(Stored data entries)
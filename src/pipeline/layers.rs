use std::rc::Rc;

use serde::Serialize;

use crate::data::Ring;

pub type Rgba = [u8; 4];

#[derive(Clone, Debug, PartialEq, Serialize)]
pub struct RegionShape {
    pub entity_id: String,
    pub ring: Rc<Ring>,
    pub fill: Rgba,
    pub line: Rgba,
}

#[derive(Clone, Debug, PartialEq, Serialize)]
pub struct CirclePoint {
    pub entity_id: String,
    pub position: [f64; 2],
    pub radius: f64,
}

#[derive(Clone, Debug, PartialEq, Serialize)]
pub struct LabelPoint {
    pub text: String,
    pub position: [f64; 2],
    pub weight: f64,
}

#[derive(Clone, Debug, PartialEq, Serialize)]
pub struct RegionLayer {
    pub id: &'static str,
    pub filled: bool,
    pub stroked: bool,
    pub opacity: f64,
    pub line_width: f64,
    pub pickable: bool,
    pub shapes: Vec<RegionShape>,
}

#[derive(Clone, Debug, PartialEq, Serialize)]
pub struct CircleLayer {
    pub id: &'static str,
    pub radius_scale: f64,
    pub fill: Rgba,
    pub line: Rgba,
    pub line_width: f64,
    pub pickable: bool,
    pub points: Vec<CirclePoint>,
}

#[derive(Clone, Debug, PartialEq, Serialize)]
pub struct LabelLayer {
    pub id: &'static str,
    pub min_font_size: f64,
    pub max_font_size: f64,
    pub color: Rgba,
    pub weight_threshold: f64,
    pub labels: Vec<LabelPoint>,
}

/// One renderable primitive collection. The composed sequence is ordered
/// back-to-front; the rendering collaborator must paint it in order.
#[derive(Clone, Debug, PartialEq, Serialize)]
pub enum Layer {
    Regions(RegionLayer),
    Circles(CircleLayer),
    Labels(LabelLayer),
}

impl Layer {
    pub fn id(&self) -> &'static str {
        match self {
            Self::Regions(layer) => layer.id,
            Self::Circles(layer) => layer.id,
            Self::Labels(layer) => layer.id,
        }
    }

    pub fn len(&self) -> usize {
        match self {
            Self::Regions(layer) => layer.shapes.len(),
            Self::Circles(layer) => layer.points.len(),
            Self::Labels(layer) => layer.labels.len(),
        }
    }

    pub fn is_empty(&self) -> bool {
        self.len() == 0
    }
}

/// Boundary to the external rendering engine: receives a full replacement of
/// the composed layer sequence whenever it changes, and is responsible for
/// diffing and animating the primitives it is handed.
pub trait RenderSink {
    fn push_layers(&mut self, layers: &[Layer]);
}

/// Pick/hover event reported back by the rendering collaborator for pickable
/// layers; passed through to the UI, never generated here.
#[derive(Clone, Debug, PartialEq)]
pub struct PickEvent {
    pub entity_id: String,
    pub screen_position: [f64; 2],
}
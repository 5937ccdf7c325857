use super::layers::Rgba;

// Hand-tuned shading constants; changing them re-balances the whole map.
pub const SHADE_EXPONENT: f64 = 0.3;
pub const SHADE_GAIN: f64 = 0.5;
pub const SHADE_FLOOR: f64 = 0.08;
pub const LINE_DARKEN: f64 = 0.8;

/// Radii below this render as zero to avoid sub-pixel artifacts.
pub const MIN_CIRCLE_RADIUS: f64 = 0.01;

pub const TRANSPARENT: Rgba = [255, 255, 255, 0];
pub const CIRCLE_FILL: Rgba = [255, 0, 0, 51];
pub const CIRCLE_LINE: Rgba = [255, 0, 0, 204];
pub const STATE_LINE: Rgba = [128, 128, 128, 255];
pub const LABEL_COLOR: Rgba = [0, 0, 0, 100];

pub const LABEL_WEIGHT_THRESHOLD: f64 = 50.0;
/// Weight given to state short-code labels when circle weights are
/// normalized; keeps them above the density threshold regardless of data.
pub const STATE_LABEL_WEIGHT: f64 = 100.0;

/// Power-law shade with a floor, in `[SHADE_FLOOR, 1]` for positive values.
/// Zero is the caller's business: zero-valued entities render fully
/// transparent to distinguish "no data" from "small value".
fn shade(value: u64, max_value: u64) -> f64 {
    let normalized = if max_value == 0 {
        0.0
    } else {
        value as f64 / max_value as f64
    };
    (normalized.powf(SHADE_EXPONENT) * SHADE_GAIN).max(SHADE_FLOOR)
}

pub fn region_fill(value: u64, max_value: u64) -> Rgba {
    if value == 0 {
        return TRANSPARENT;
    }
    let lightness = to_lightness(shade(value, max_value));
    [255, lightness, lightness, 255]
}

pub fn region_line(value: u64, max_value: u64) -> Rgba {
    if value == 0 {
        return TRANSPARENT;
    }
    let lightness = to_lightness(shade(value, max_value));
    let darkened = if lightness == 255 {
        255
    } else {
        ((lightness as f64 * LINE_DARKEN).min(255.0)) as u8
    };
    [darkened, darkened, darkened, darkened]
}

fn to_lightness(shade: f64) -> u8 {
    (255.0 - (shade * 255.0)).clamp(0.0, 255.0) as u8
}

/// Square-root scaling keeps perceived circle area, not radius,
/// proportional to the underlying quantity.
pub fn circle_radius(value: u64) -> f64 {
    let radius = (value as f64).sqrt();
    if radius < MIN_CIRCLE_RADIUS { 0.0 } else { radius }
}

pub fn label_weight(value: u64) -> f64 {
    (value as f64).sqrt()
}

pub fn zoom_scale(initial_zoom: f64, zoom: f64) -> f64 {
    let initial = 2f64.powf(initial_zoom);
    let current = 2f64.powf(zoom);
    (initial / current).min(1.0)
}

### Task details
In the records above, find the lines containing "CirclePoint" and copy them.

### Reply to the exercise
pub struct CirclePoint {
    pub points: Vec<CirclePoint>,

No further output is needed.